Un roman très fort qui fait prendre conscience du monde qui nous entoure et de tout ce qui vibre, palpite près de nous. Ces sons dans les endroits publics qui éloignent notre angoisse devant la solitude et le silence qui menace. 

Charlotte Biron m’a rappelé combien j’aime certaines voix à la radio. J’ai si souvent écouté Serge Bouchard et Jacques Languirand qui m’emportaient au plus profond de mon être. Madame Biron réussit ce miracle. Nous respirons dans ses souffrances, assommés par les médicaments et la morphine. Nous basculons dans ses fantasmes et ses rêves, les hallucinations aussi. Nous revenons avec elle pour nous faufiler dans l’espace des vivants. 

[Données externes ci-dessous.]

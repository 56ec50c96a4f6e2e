//! Extraction of matching input from Arrow record batches
//!
//! All role columns are pulled out of the batch in one pass and validated
//! strictly: a null anywhere in a role column, a non-finite numeric value,
//! or a treatment value other than 0/1 aborts the run. Numeric covariates
//! accept any Arrow numeric type and are widened to `f64` through the cast
//! kernel; categorical covariates are palette-compressed to integer codes in
//! first-encounter order.

use crate::columns::{ColumnSpec, CovariateKind};
use crate::criteria::Estimand;
use crate::error::{MatchError, Result};
use crate::unit_data::{focal_indicator, CovariateColumn, CovariateValues, UnitData};
use arrow::array::{Array, ArrayRef, BooleanArray, Float64Array, Int64Array, StringArray};
use arrow::compute::cast;
use arrow::datatypes::DataType;
use arrow::record_batch::RecordBatch;
use rustc_hash::{FxHashMap, FxHashSet};

/// Extract and validate all role columns from a record batch
///
/// The estimand is applied here, once: the returned [`UnitData`] speaks only
/// of focal and non-focal units.
///
/// # Errors
///
/// Returns an error if a role column is missing or has an unsupported type,
/// if labels are not unique, or if any value fails strict validation.
pub fn extract_units(
    batch: &RecordBatch,
    columns: &ColumnSpec,
    estimand: Estimand,
) -> Result<UnitData> {
    let n = batch.num_rows();

    let labels = label_column(batch_column(batch, &columns.label)?, &columns.label)?;
    let treated = binary_column(
        batch_column(batch, &columns.treatment)?,
        &columns.treatment,
        "treatment",
    )?;
    let focal: Vec<bool> = treated
        .iter()
        .map(|&t| focal_indicator(t, estimand))
        .collect();

    let discarded = match &columns.discard {
        Some(name) => binary_column(batch_column(batch, name)?, name, "discard")?,
        None => vec![false; n],
    };

    let score = columns
        .score
        .as_ref()
        .map(|name| numeric_column(batch_column(batch, name)?, name, "score"))
        .transpose()?;

    let sample_weights = columns
        .sample_weight
        .as_ref()
        .map(|name| {
            let values = numeric_column(batch_column(batch, name)?, name, "sample weight")?;
            for (row, &value) in values.iter().enumerate() {
                if value < 0.0 {
                    return Err(MatchError::NegativeSampleWeight { row, value });
                }
            }
            Ok(values)
        })
        .transpose()?;

    let mut covariates = Vec::with_capacity(columns.covariates.len());
    for spec in &columns.covariates {
        let array = batch_column(batch, &spec.name)?;
        let values = match spec.kind {
            CovariateKind::Numeric => {
                CovariateValues::Numeric(numeric_column(array, &spec.name, "covariate")?)
            }
            CovariateKind::Categorical => categorical_column(array, &spec.name)?,
        };
        covariates.push(CovariateColumn {
            name: spec.name.clone(),
            values,
        });
    }

    let included = (0..n).filter(|&row| !discarded[row]).collect();

    Ok(UnitData {
        labels,
        focal,
        discarded,
        score,
        sample_weights,
        columns: covariates,
        included,
    })
}

fn batch_column<'a>(batch: &'a RecordBatch, name: &str) -> Result<&'a ArrayRef> {
    batch
        .column_by_name(name)
        .ok_or_else(|| MatchError::UnknownColumn(name.to_string()))
}

fn type_error(array: &ArrayRef, column: &str, role: &'static str) -> MatchError {
    MatchError::ColumnType {
        column: column.to_string(),
        role,
        data_type: array.data_type().to_string(),
    }
}

fn label_column(array: &ArrayRef, column: &str) -> Result<Vec<String>> {
    let strings = array
        .as_any()
        .downcast_ref::<StringArray>()
        .ok_or_else(|| type_error(array, column, "label"))?;

    let mut labels = Vec::with_capacity(strings.len());
    let mut seen = FxHashSet::default();
    for row in 0..strings.len() {
        if strings.is_null(row) {
            return Err(MatchError::NullValue {
                column: column.to_string(),
                row,
            });
        }
        let label = strings.value(row);
        if !seen.insert(label.to_string()) {
            return Err(MatchError::DuplicateLabel(label.to_string()));
        }
        labels.push(label.to_string());
    }
    Ok(labels)
}

fn binary_column(array: &ArrayRef, column: &str, role: &'static str) -> Result<Vec<bool>> {
    if let Some(flags) = array.as_any().downcast_ref::<BooleanArray>() {
        let mut out = Vec::with_capacity(flags.len());
        for row in 0..flags.len() {
            if flags.is_null(row) {
                return Err(MatchError::NullValue {
                    column: column.to_string(),
                    row,
                });
            }
            out.push(flags.value(row));
        }
        return Ok(out);
    }

    if !array.data_type().is_integer() {
        return Err(type_error(array, column, role));
    }
    let widened = cast(array, &DataType::Int64)?;
    let values = widened
        .as_any()
        .downcast_ref::<Int64Array>()
        .ok_or_else(|| type_error(array, column, role))?;

    let mut out = Vec::with_capacity(values.len());
    for row in 0..values.len() {
        if values.is_null(row) {
            return Err(MatchError::NullValue {
                column: column.to_string(),
                row,
            });
        }
        match values.value(row) {
            0 => out.push(false),
            1 => out.push(true),
            value => {
                return Err(MatchError::NonBinaryFlag {
                    column: column.to_string(),
                    role,
                    row,
                    value,
                });
            }
        }
    }
    Ok(out)
}

fn numeric_column(array: &ArrayRef, column: &str, role: &'static str) -> Result<Vec<f64>> {
    let supported = array.data_type().is_numeric() || array.data_type() == &DataType::Boolean;
    if !supported {
        return Err(type_error(array, column, role));
    }
    let widened = cast(array, &DataType::Float64)?;
    let values = widened
        .as_any()
        .downcast_ref::<Float64Array>()
        .ok_or_else(|| type_error(array, column, role))?;

    let mut out = Vec::with_capacity(values.len());
    for row in 0..values.len() {
        if values.is_null(row) {
            return Err(MatchError::NullValue {
                column: column.to_string(),
                row,
            });
        }
        let value = values.value(row);
        if !value.is_finite() {
            return Err(MatchError::NonFiniteValue {
                column: column.to_string(),
                row,
            });
        }
        out.push(value);
    }
    Ok(out)
}

fn categorical_column(array: &ArrayRef, column: &str) -> Result<CovariateValues> {
    let level_strings: Vec<String> = if let Some(strings) =
        array.as_any().downcast_ref::<StringArray>()
    {
        let mut out = Vec::with_capacity(strings.len());
        for row in 0..strings.len() {
            if strings.is_null(row) {
                return Err(MatchError::NullValue {
                    column: column.to_string(),
                    row,
                });
            }
            out.push(strings.value(row).to_string());
        }
        out
    } else if let Some(flags) = array.as_any().downcast_ref::<BooleanArray>() {
        let mut out = Vec::with_capacity(flags.len());
        for row in 0..flags.len() {
            if flags.is_null(row) {
                return Err(MatchError::NullValue {
                    column: column.to_string(),
                    row,
                });
            }
            out.push(flags.value(row).to_string());
        }
        out
    } else if array.data_type().is_integer() {
        let widened = cast(array, &DataType::Int64)?;
        let values = widened
            .as_any()
            .downcast_ref::<Int64Array>()
            .ok_or_else(|| type_error(array, column, "categorical covariate"))?;
        let mut out = Vec::with_capacity(values.len());
        for row in 0..values.len() {
            if values.is_null(row) {
                return Err(MatchError::NullValue {
                    column: column.to_string(),
                    row,
                });
            }
            out.push(values.value(row).to_string());
        }
        out
    } else {
        return Err(type_error(array, column, "categorical covariate"));
    };

    // Palette compression: each distinct level gets the next code the first
    // time it is seen, so codes depend only on input order.
    let mut palette: FxHashMap<String, u32> = FxHashMap::default();
    let mut levels = Vec::new();
    let mut codes = Vec::with_capacity(level_strings.len());
    for level in level_strings {
        let next = palette.len() as u32;
        let code = *palette.entry(level.clone()).or_insert_with(|| {
            levels.push(level);
            next
        });
        codes.push(code);
    }

    Ok(CovariateValues::Categorical { codes, levels })
}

Jardin radio m’a branché sur le moment présent, à l’instant et à mon environnement sonore. Ce roman fait découvrir la beauté et l’extraordinaire merveille de la vie. Je me suis souvent attardé sur un court paragraphe pour méditer, m’ancrer si on veut dans ma voix et celle de l’écrivaine. 

Un ouvrage essentiel. 

Je tends l’oreille près du grand lac où j’habite et me demande ce que les Ukrainiens entendent avec l’horreur qu’ils vivent. J’imagine des pleurs, des hurlements, les sifflements des bombes, les explosions, «le bruit que fait la mort en tombant» comme le dit si bien Guy Lalancette. Ici, ce sont les sons de la vie, l’appel des outardes, le cri d’une corneille. Là-bas, on fait taire les oiseaux.

 

BIRON CHARLOTTEJardin radio, Éditions LE QUARTANIER, 136 pages, 20,95 $.